Возьмите в качестве примера мою должность. У нас есть два кандидата, которые, по мнению нашего совета, готовы занять это место.

— Кадровый резерв?

— Совершенно верно. Однако должен признаться: при всех усилиях это пока одно из узких мест — в силу динамики развития российского бизнеса. «Запасные игроки» есть, но нам хотелось бы, чтобы их было больше и для других руководящих позиций тоже. Увы, до сих пор не всегда удается закрывать появляющиеся вакансии своими силами.

— Эксплуатируемая компанией «Марс» в России система управления, логика менеджмента чем-то отличаются от того, как построено управление другими подразделениями, или во всем мире все отделения компании следуют заранее установленным канонам и правилам?

— Мы стараемся работать по одним и тем же принципам во всех странах. У нас есть организационная структура, которая предполагает наличие структурных функциональных подразделений: сбыт, маркетинг, разработки, закупки, кадры, финансы и производство. Руководители функциональных подразделений подчиняются генеральному директору национальной организации. Одновременно действует система интегрированного управления бизнесом: есть менеджеры, управляющие ассортиментом — целыми портфелями продуктов, есть люди, которые следят за регулированием спроса, и те, кто занимается работой с поставщиками.

Глобальные кадровые процессы выстроены тоже по одним и тем же принципам во всех странах. То же самое относится и к планам карьерного роста, развития управленческих навыков. Кроме того, предусмотрена возможность перевода человека из одной страны или региона в другой.

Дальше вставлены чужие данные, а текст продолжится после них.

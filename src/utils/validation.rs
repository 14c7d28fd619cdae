use crate::utils::error::{MujiError, Result};
use url::Url;

pub trait Validate {
    fn validate(&self) -> Result<()>;
}

pub fn validate_url(field_name: &str, url_str: &str) -> Result<()> {
    if url_str.is_empty() {
        return Err(MujiError::InvalidConfigValueError {
            field: field_name.to_string(),
            value: url_str.to_string(),
            reason: "URL cannot be empty".to_string(),
        });
    }

    match Url::parse(url_str) {
        Ok(url) => match url.scheme() {
            "http" | "https" => Ok(()),
            scheme => Err(MujiError::InvalidConfigValueError {
                field: field_name.to_string(),
                value: url_str.to_string(),
                reason: format!("Unsupported URL scheme: {}", scheme),
            }),
        },
        Err(e) => Err(MujiError::InvalidConfigValueError {
            field: field_name.to_string(),
            value: url_str.to_string(),
            reason: format!("Invalid URL format: {}", e),
        }),
    }
}

pub fn validate_path(field_name: &str, path: &str) -> Result<()> {
    if path.is_empty() {
        return Err(MujiError::InvalidConfigValueError {
            field: field_name.to_string(),
            value: path.to_string(),
            reason: "Path cannot be empty".to_string(),
        });
    }

    if path.contains('\0') {
        return Err(MujiError::InvalidConfigValueError {
            field: field_name.to_string(),
            value: path.to_string(),
            reason: "Path contains null bytes".to_string(),
        });
    }

    Ok(())
}

pub fn validate_positive_number(field_name: &str, value: u64, min_value: u64) -> Result<()> {
    if value < min_value {
        return Err(MujiError::InvalidConfigValueError {
            field: field_name.to_string(),
            value: value.to_string(),
            reason: format!("Value must be at least {}", min_value),
        });
    }
    Ok(())
}

pub fn validate_non_empty_string(field_name: &str, value: &str) -> Result<()> {
    if value.trim().is_empty() {
        return Err(MujiError::InvalidConfigValueError {
            field: field_name.to_string(),
            value: value.to_string(),
            reason: "Value cannot be empty or whitespace-only".to_string(),
        });
    }
    Ok(())
}

/// 憑證欄位：不可為空，也不可殘留未替換的 `${VAR}` 佔位符
pub fn validate_credential(field_name: &str, value: &str) -> Result<()> {
    let trimmed = value.trim();
    if trimmed.is_empty() || (trimmed.starts_with("${") && trimmed.ends_with('}')) {
        return Err(MujiError::MissingConfigError {
            field: field_name.to_string(),
        });
    }
    Ok(())
}

pub fn validate_range<T: PartialOrd + std::fmt::Display + Copy>(
    field_name: &str,
    value: T,
    min: T,
    max: T,
) -> Result<()> {
    // NaN 不會落在任何範圍內
    if !(value >= min && value <= max) {
        return Err(MujiError::InvalidConfigValueError {
            field: field_name.to_string(),
            value: value.to_string(),
            reason: format!("Value must be between {} and {}", min, max),
        });
    }
    Ok(())
}
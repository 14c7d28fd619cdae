use tracing_subscriber::{layer::SubscriberExt, util::SubscriberInitExt, EnvFilter};

pub fn init_cli_logger(verbose: bool) {
    let filter = if verbose {
        EnvFilter::try_from_default_env().unwrap_or_else(|_| EnvFilter::new("muji=debug,info"))
    } else {
        EnvFilter::try_from_default_env().unwrap_or_else(|_| EnvFilter::new("muji=info"))
    };

    // 重複初始化 (例如測試中) 時忽略錯誤
    let _ = tracing_subscriber::registry()
        .with(filter)
        .with(
            tracing_subscriber::fmt::layer()
                .with_target(false)
                .with_thread_ids(false)
                .with_file(false)
                .with_line_number(false)
                .compact(),
        )
        .try_init();
}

— Известно, что система управления не может оставаться неизменной. Когда и в связи с чем компании приходилось существенно менять управленческие структуры, систему бизнес-процессов?

— Это приходилось делать дважды. Первый раз — во время кризиса 1998 года. Нужно было снизить затраты. Второй раз это случилось два года назад: мы росли очень быстро, что вызвало необходимость плотнее сосредоточиться на некоторых ключевых направлениях. Именно тогда мы провели дополнительную функциональную фокусировку по отдельным категориям продуктов — шоколаду, кормам и т. п.

— Как организована система поиска менеджеров «на стороне», и какую роль в этом смысле играют контакты с бизнес-школами?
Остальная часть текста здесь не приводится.